Re: Upgrading 1984 Wells Index 820 with Allin1DC

Post by Chevy427z »

Greetings.

Been a while but I had some time to spend on the machine.

Working on the motor software setup. Page 53, around step 4.

It says to have stall detection enabled. With stall detection enabled, my E-stop will not energize my contactors. Up to this point, my E-stop will energize my contactors (with stall detection disabled). However this is where I encounter a problem. Not sure if it's stall detection related or not.
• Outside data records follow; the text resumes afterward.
//! Attendance events recorded by the check-in pipeline.

use chrono::{DateTime, Utc};
use serde::{Deserialize, Serialize};
use uuid::Uuid;

use super::EmployeeCode;

/// A recorded check-in decision.
///
/// Events are immutable once appended to a ledger. They hold only the
/// numeric outcome of a check-in, never the captured image.
#[derive(Debug, Clone, PartialEq, Serialize, Deserialize)]
pub struct AttendanceEvent {
    /// Ledger-assigned identifier.
    pub id: Uuid,
    /// The employee who checked in.
    pub employee_code: EmployeeCode,
    /// When the ledger recorded the event.
    pub timestamp: DateTime<Utc>,
    /// Similarity score in `[0.0, 1.0]`.
    pub score: f64,
    /// Whether the check-in was accepted.
    pub decision: bool,
    /// The verification provider that produced the score.
    pub provider_name: String,
    /// The threshold in effect when the decision was made.
    pub threshold_used: f64,
}

/// An event the pipeline asks a ledger to record.
///
/// The ledger assigns the identifier and timestamp on append.
#[derive(Debug, Clone, PartialEq)]
pub struct NewAttendanceEvent {
    /// The employee who checked in.
    pub employee_code: EmployeeCode,
    /// Similarity score in `[0.0, 1.0]`.
    pub score: f64,
    /// Whether the check-in was accepted.
    pub decision: bool,
    /// The verification provider that produced the score.
    pub provider_name: String,
    /// The threshold in effect when the decision was made.
    pub threshold_used: f64,
}

impl NewAttendanceEvent {
    /// Stamps the event with its ledger identity.
    pub fn into_event(self, id: Uuid, timestamp: DateTime<Utc>) -> AttendanceEvent {
        AttendanceEvent {
            id,
            employee_code: self.employee_code,
            timestamp,
            score: self.score,
            decision: self.decision,
            provider_name: self.provider_name,
            threshold_used: self.threshold_used,
        }
    }
}

#[cfg(test)]
mod tests {
    use super::*;
    use chrono::TimeZone;

    fn new_event() -> NewAttendanceEvent {
        NewAttendanceEvent {
            employee_code: EmployeeCode::parse("EMP001").unwrap(),
            score: 0.75,
            decision: false,
            provider_name: "deterministic".to_string(),
            threshold_used: 0.9,
        }
    }

    #[test]
    fn test_into_event_keeps_outcome() {
        let id = Uuid::new_v4();
        let timestamp = Utc.with_ymd_and_hms(2026, 3, 2, 8, 15, 0).unwrap();
        let event = new_event().into_event(id, timestamp);

        assert_eq!(event.id, id);
        assert_eq!(event.timestamp, timestamp);
        assert_eq!(event.employee_code.as_str(), "EMP001");
        assert_eq!(event.score, 0.75);
        assert!(!event.decision);
        assert_eq!(event.threshold_used, 0.9);
    }

    #[test]
    fn test_serialized_event_has_only_outcome_fields() {
        let timestamp = Utc.with_ymd_and_hms(2026, 3, 2, 8, 15, 0).unwrap();
        let event = new_event().into_event(Uuid::nil(), timestamp);
        let json = serde_json::to_value(&event).unwrap();

        let mut keys: Vec<&str> = json.as_object().unwrap().keys().map(String::as_str).collect();
        keys.sort_unstable();
        assert_eq!(
            keys,
            vec![
                "decision",
                "employee_code",
                "id",
                "provider_name",
                "score",
                "threshold_used",
                "timestamp"
            ]
        );
        assert_eq!(json["timestamp"], "2026-03-02T08:15:00Z");
    }
}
Referring to the pics, you can see that my encoders are not tied directly to my motors, but they are by belt. For safety, the belts are removed. All three axes will "run away" the moment I release the E-stop and will stop upon hitting the E-stop. I'm getting the feeling that I will have to connect the belts for the encoders to feed back properly, with my thumb on the E-stop, ready to kill it. Does that sound right?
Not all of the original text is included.